I have created a test domain with one server (windows server 2008r2) running active directory and dns, and one client that is in the domain(windows 7 enterprise)
I have created a new user, John Andrews, and added him to the Domain Admin [Global Group] and then Domain Admin's is a member of Administrators [Domain Local Group].
Now my understanding was that you in theory use the Global Groups for users, and the Domain Local groups for resources. So for example if your usinging the built in groups, you would assign your Admin users to the Domain Admins global group, and then any folder or object that had the Administrators domain local group in it's permissions, would be accessable to your Admins users, because Domain Admins is a member of the domain local group Administrators.
On the server, while logged in as John Andrews I then created a new 10GB partition, H:, to make as a file share. The permissions of this partition have the Administrators domain local group as a member with Full Control.
I then created a new folder in this partition called LanAdmin. The folder creates fine, but then when I try to open it, I get a dialog that I do not have permission.

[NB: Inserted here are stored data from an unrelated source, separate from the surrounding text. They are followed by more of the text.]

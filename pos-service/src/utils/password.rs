use argon2::{
    password_hash::{rand_core::OsRng, PasswordHash, PasswordHasher, PasswordVerifier, SaltString},
    Argon2,
};

/// Newtype for password to prevent accidental logging
#[derive(Debug, Clone)]
pub struct Password(String);

impl Password {
    pub fn new(password: String) -> Self {
        Self(password)
    }

    pub fn as_str(&self) -> &str {
        &self.0
    }
}

/// Newtype for password hash
#[derive(Debug, Clone)]
pub struct PasswordHashString(String);

impl PasswordHashString {
    pub fn new(hash: String) -> Self {
        Self(hash)
    }

    pub fn as_str(&self) -> &str {
        &self.0
    }

    pub fn into_string(self) -> String {
        self.0
    }
}

/// Hash a password using Argon2
///
/// Uses Argon2id variant with secure default parameters.
/// Salt is automatically generated and included in the hash.
pub fn hash_password(password: &Password) -> Result<PasswordHashString, anyhow::Error> {
    let argon2 = Argon2::default();
    let salt = SaltString::generate(&mut OsRng);

    let password_hash = argon2
        .hash_password(password.as_str().as_bytes(), &salt)
        .map_err(|e| anyhow::anyhow!("Failed to hash password: {}", e))?
        .to_string();

    Ok(PasswordHashString::new(password_hash))
}

/// Verify a password against a hash using constant-time comparison
///
/// Returns Ok(()) if password matches, Err otherwise.
pub fn verify_password(
    password: &Password,
    password_hash: &PasswordHashString,
) -> Result<(), anyhow::Error> {
    let parsed_hash = PasswordHash::new(password_hash.as_str())
        .map_err(|e| anyhow::anyhow!("Invalid password hash format: {}", e))?;

    Argon2::default()
        .verify_password(password.as_str().as_bytes(), &parsed_hash)
        .map_err(|_| anyhow::anyhow!("Password verification failed"))
}

#[cfg(test)]
mod tests {
    use super::*;

    #[test]
    fn hash_and_verify_round_trip() {
        let password = Password::new("mySecurePassword123".to_string());
        let hash = hash_password(&password).expect("Failed to hash password");

        assert!(!hash.as_str().is_empty());
        assert!(verify_password(&password, &hash).is_ok());
    }

    #[test]
    fn wrong_password_fails_verification() {
        let password = Password::new("correct-password".to_string());
        let hash = hash_password(&password).expect("Failed to hash password");

        let wrong = Password::new("wrong-password".to_string());
        assert!(verify_password(&wrong, &hash).is_err());
    }

    #[test]
    fn same_password_hashes_differently() {
        let password = Password::new("repeatable".to_string());
        let first = hash_password(&password).unwrap();
        let second = hash_password(&password).unwrap();

        assert_ne!(first.as_str(), second.as_str());
    }
}
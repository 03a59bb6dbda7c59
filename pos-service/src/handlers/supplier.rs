use axum::{
    extract::{Path, State},
    http::StatusCode,
    response::IntoResponse,
    Json,
};
use pos_core::error::AppError;
use uuid::Uuid;

use crate::{
    dtos::supplier::{CreateSupplierRequest, UpdateSupplierRequest},
    middleware::AuthUser,
    models::{CreateSupplier, UpdateSupplier},
    utils::ValidatedJson,
    AppState,
};

pub async fn list_suppliers(
    State(state): State<AppState>,
    user: AuthUser,
) -> Result<impl IntoResponse, AppError> {
    let suppliers = state.db.list_suppliers(user.0.user_id()?).await?;
    Ok(Json(suppliers))
}

pub async fn create_supplier(
    State(state): State<AppState>,
    user: AuthUser,
    ValidatedJson(req): ValidatedJson<CreateSupplierRequest>,
) -> Result<impl IntoResponse, AppError> {
    let supplier = state
        .db
        .create_supplier(&CreateSupplier {
            user_id: user.0.user_id()?,
            name: req.name,
            contact_name: req.contact_name,
            phone: req.phone,
            email: req.email,
            notes: req.notes,
        })
        .await?;

    Ok((StatusCode::CREATED, Json(supplier)))
}

pub async fn update_supplier(
    State(state): State<AppState>,
    user: AuthUser,
    Path(supplier_id): Path<Uuid>,
    ValidatedJson(req): ValidatedJson<UpdateSupplierRequest>,
) -> Result<impl IntoResponse, AppError> {
    let supplier = state
        .db
        .update_supplier(
            user.0.user_id()?,
            supplier_id,
            &UpdateSupplier {
                name: req.name,
                contact_name: req.contact_name,
                phone: req.phone,
                email: req.email,
                notes: req.notes,
            },
        )
        .await?
        .ok_or_else(|| AppError::NotFound(anyhow::anyhow!("Supplier not found")))?;

    Ok(Json(supplier))
}

pub async fn delete_supplier(
    State(state): State<AppState>,
    user: AuthUser,
    Path(supplier_id): Path<Uuid>,
) -> Result<impl IntoResponse, AppError> {
    let deleted = state
        .db
        .delete_supplier(user.0.user_id()?, supplier_id)
        .await?;
    if !deleted {
        return Err(AppError::NotFound(anyhow::anyhow!("Supplier not found")));
    }

    Ok(Json(serde_json::json!({ "message": "Supplier deleted" })))
}
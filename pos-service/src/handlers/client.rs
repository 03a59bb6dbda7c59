use axum::{
    extract::{Path, State},
    http::StatusCode,
    response::IntoResponse,
    Json,
};
use pos_core::error::AppError;
use uuid::Uuid;

use crate::{
    dtos::client::{CreateClientRequest, UpdateClientRequest},
    middleware::AuthUser,
    models::{CreateClient, UpdateClient},
    utils::ValidatedJson,
    AppState,
};

pub async fn list_clients(
    State(state): State<AppState>,
    user: AuthUser,
) -> Result<impl IntoResponse, AppError> {
    let clients = state.db.list_clients(user.0.user_id()?).await?;
    Ok(Json(clients))
}

pub async fn create_client(
    State(state): State<AppState>,
    user: AuthUser,
    ValidatedJson(req): ValidatedJson<CreateClientRequest>,
) -> Result<impl IntoResponse, AppError> {
    let client = state
        .db
        .create_client(&CreateClient {
            user_id: user.0.user_id()?,
            name: req.name,
            email: req.email,
            phone: req.phone,
            notes: req.notes,
        })
        .await?;

    Ok((StatusCode::CREATED, Json(client)))
}

pub async fn update_client(
    State(state): State<AppState>,
    user: AuthUser,
    Path(client_id): Path<Uuid>,
    ValidatedJson(req): ValidatedJson<UpdateClientRequest>,
) -> Result<impl IntoResponse, AppError> {
    let client = state
        .db
        .update_client(
            user.0.user_id()?,
            client_id,
            &UpdateClient {
                name: req.name,
                email: req.email,
                phone: req.phone,
                notes: req.notes,
            },
        )
        .await?
        .ok_or_else(|| AppError::NotFound(anyhow::anyhow!("Client not found")))?;

    Ok(Json(client))
}

pub async fn delete_client(
    State(state): State<AppState>,
    user: AuthUser,
    Path(client_id): Path<Uuid>,
) -> Result<impl IntoResponse, AppError> {
    let deleted = state.db.delete_client(user.0.user_id()?, client_id).await?;
    if !deleted {
        return Err(AppError::NotFound(anyhow::anyhow!("Client not found")));
    }

    Ok(Json(serde_json::json!({ "message": "Client deleted" })))
}
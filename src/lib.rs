pub mod cli;
pub mod config;
pub mod error;
pub mod loader;
pub mod pipeline;
pub mod projector;
pub mod renderer;
pub mod ui;

// Public API re-exports
pub use cli::{Cli, FormatArg, OutputFormat};
pub use config::{CliOverrides, Config, FieldSpec, FieldsConfig, FilterConfig, OutputConfig};
pub use error::{ExportError, Result, UserFriendlyError};

// Core functionality re-exports
pub use loader::{contains_match, load_records, Record};
pub use pipeline::{
    run_in_background, ExportManifest, ExportPipeline, ExportProgress, ExportRequest,
    OutputManager,
};
pub use projector::{project_record, resolve, ColumnOrder, ProjectedItem};
pub use renderer::ExportFormat;
pub use ui::{OutputFormatter, OutputMode, ProgressManager};

use std::path::Path;
use std::time::Instant;

/// Main library interface for ModelExport functionality
pub struct ModelExport {
    config: Config,
    output_formatter: OutputFormatter,
    progress_manager: ProgressManager,
}

impl ModelExport {
    /// Create a new ModelExport instance with the provided configuration
    pub fn new(config: Config, output_mode: OutputMode, verbose: u8, quiet: bool) -> Self {
        let output_formatter = OutputFormatter::new(output_mode, verbose, quiet);
        let progress_manager = ProgressManager::new(!quiet && output_mode == OutputMode::Human);

        Self {
            config,
            output_formatter,
            progress_manager,
        }
    }

    /// Create ModelExport instance from CLI arguments
    pub fn from_cli(cli_args: &Cli) -> Result<Self> {
        let config = cli_args.load_config()?;
        let output_mode = match cli_args.output_format {
            OutputFormat::Human => OutputMode::Human,
            OutputFormat::Json => OutputMode::Json,
            OutputFormat::Plain => OutputMode::Plain,
        };

        Ok(Self::new(
            config,
            output_mode,
            cli_args.verbose,
            cli_args.quiet,
        ))
    }

    /// Run one export end to end, driving a progress bar from the
    /// pipeline's updates and printing the summary when it completes.
    pub fn run_export(&self, request: &ExportRequest) -> Result<ExportManifest> {
        let start_time = Instant::now();

        self.output_formatter.start_operation("Starting model export");
        self.output_formatter.debug(&format!(
            "Input: {}, fields: {}, formats: {}",
            request.input.display(),
            request.selection.len(),
            request.formats.len()
        ));

        let progress_bar = self.progress_manager.create_export_progress();
        let callback = {
            let pb = progress_bar.clone();
            move |update: &ExportProgress| {
                ui::progress::update_export_progress(&pb, update);
            }
        };

        let pipeline = ExportPipeline::new(self.config.clone());
        let result = pipeline.run(request, Some(&callback));

        match result {
            Ok(manifest) => {
                ui::progress::finish_progress_with_summary(
                    &progress_bar,
                    &format!("Exported {} records", manifest.records_exported),
                    start_time.elapsed(),
                );
                self.output_formatter
                    .print_export_summary(&manifest, start_time.elapsed());
                Ok(manifest)
            }
            Err(error) => {
                progress_bar.finish_and_clear();
                Err(error)
            }
        }
    }

    /// Generate sample configuration file
    pub fn generate_sample_config<P: AsRef<Path>>(output_path: P) -> Result<()> {
        let sample_config = Config::create_sample_config();
        std::fs::write(output_path.as_ref(), sample_config).map_err(ExportError::Io)?;
        Ok(())
    }

    /// Get configuration reference
    pub fn config(&self) -> &Config {
        &self.config
    }

    /// Get output formatter reference
    pub fn output_formatter(&self) -> &OutputFormatter {
        &self.output_formatter
    }

    /// Get progress manager reference
    pub fn progress_manager(&self) -> &ProgressManager {
        &self.progress_manager
    }

    /// Handle error with user-friendly output
    pub fn handle_error(&self, error: &ExportError) {
        self.output_formatter.print_user_friendly_error(error);
    }
}

/// Convenience function to run an export with minimal setup
pub fn export_simple(
    input: &Path,
    output_dir: Option<&Path>,
    formats: Vec<ExportFormat>,
) -> Result<ExportManifest> {
    let mut config = Config::default();

    if let Some(output_path) = output_dir {
        config.output.base_directory = output_path.to_path_buf();
    }

    let selection = config.fields.default_selection();
    let pipeline = ExportPipeline::new(config);
    let request = ExportRequest {
        input: input.to_path_buf(),
        selection,
        filter_personal: true,
        formats,
    };

    pipeline.run(&request, None)
}

/// Get version information
pub fn version_info() -> &'static str {
    env!("CARGO_PKG_VERSION")
}
use crate::error::{ExportError, Result};
use crate::projector::{ColumnOrder, ProjectedItem};
use crate::renderer::{ExportFormat, Renderer};
use std::fs::File;
use std::io::BufWriter;
use std::path::Path;

/// YAML output: the same logical content as the JSON renderer, original keys,
/// no column ordering applied.
pub struct YamlRenderer;

impl Renderer for YamlRenderer {
    fn format(&self) -> ExportFormat {
        ExportFormat::Yaml
    }

    fn render(&self, _columns: &ColumnOrder, items: &[ProjectedItem], path: &Path) -> Result<()> {
        let file = File::create(path).map_err(ExportError::Io)?;
        let writer = BufWriter::new(file);

        serde_yaml::to_writer(writer, items)
            .map_err(|e| ExportError::render(self.format().name(), e.to_string()))?;

        Ok(())
    }
}

#[cfg(test)]
mod tests {
    use super::*;
    use crate::projector::project_record;
    use serde_json::json;
    use std::collections::BTreeMap;
    use std::fs;
    use tempfile::TempDir;

    fn selection(paths: &[&str]) -> Vec<String> {
        paths.iter().map(|p| p.to_string()).collect()
    }

    #[test]
    fn test_yaml_round_trip() {
        let temp_dir = TempDir::new().unwrap();
        let path = temp_dir.path().join("out.yaml");

        let items = vec![project_record(
            &json!({"name": "one", "info": {"meta": {"description": "d1"}}}),
            &selection(&["name", "info.meta.description"]),
        )];
        let columns = ColumnOrder::derive(&items, &[], &BTreeMap::new());

        YamlRenderer.render(&columns, &items, &path).unwrap();

        let content = fs::read_to_string(&path).unwrap();
        let reparsed: Vec<ProjectedItem> = serde_yaml::from_str(&content).unwrap();
        assert_eq!(reparsed, items);
    }

    #[test]
    fn test_yaml_renders_sequence_of_mappings() {
        let temp_dir = TempDir::new().unwrap();
        let path = temp_dir.path().join("out.yaml");

        let items = vec![project_record(&json!({"name": "one"}), &selection(&["name"]))];
        let columns = ColumnOrder::derive(&items, &[], &BTreeMap::new());

        YamlRenderer.render(&columns, &items, &path).unwrap();

        let content = fs::read_to_string(&path).unwrap();
        assert!(content.contains("- name: one"));
    }
}
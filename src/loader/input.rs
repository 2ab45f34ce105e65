use crate::error::{ExportError, Result};
use serde_json::Value;
use std::fs::File;
use std::io::BufReader;
use std::path::Path;

/// A source model entry. Records are read once and never mutated afterwards.
pub type Record = Value;

/// Load the input document and require a top-level JSON array.
///
/// Any other top-level shape is a fatal input error; individual records are
/// not validated beyond being JSON, since the export tolerates heterogeneous
/// and partially-populated entries.
pub fn load_records<P: AsRef<Path>>(path: P) -> Result<Vec<Record>> {
    let path = path.as_ref();

    if !path.is_file() {
        return Err(ExportError::InputFormat {
            message: format!("Input file not found: {}", path.display()),
        });
    }

    let file = File::open(path).map_err(ExportError::Io)?;
    let reader = BufReader::new(file);

    let document: Value = serde_json::from_reader(reader).map_err(|e| ExportError::InputFormat {
        message: format!("{} is not valid JSON: {}", path.display(), e),
    })?;

    match document {
        Value::Array(records) => Ok(records),
        other => Err(ExportError::InputFormat {
            message: format!(
                "Expected a JSON array at the top level, but got {}",
                json_type_name(&other)
            ),
        }),
    }
}

fn json_type_name(value: &Value) -> &'static str {
    match value {
        Value::Null => "null",
        Value::Bool(_) => "a boolean",
        Value::Number(_) => "a number",
        Value::String(_) => "a string",
        Value::Array(_) => "an array",
        Value::Object(_) => "an object",
    }
}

When I check the Security permissions, it again says that I do not have the administrative permission, however I can still hit continue to view the permissions. And in the security list is the Administrators domain local group with Full control selected.
I do not understand why I do not have permissions to this folder, even as I just created it. Am I not correct about how a user in the global group has access to resources of a domain local group that the users global group is a member of?
What am I missing here about how the permissions work?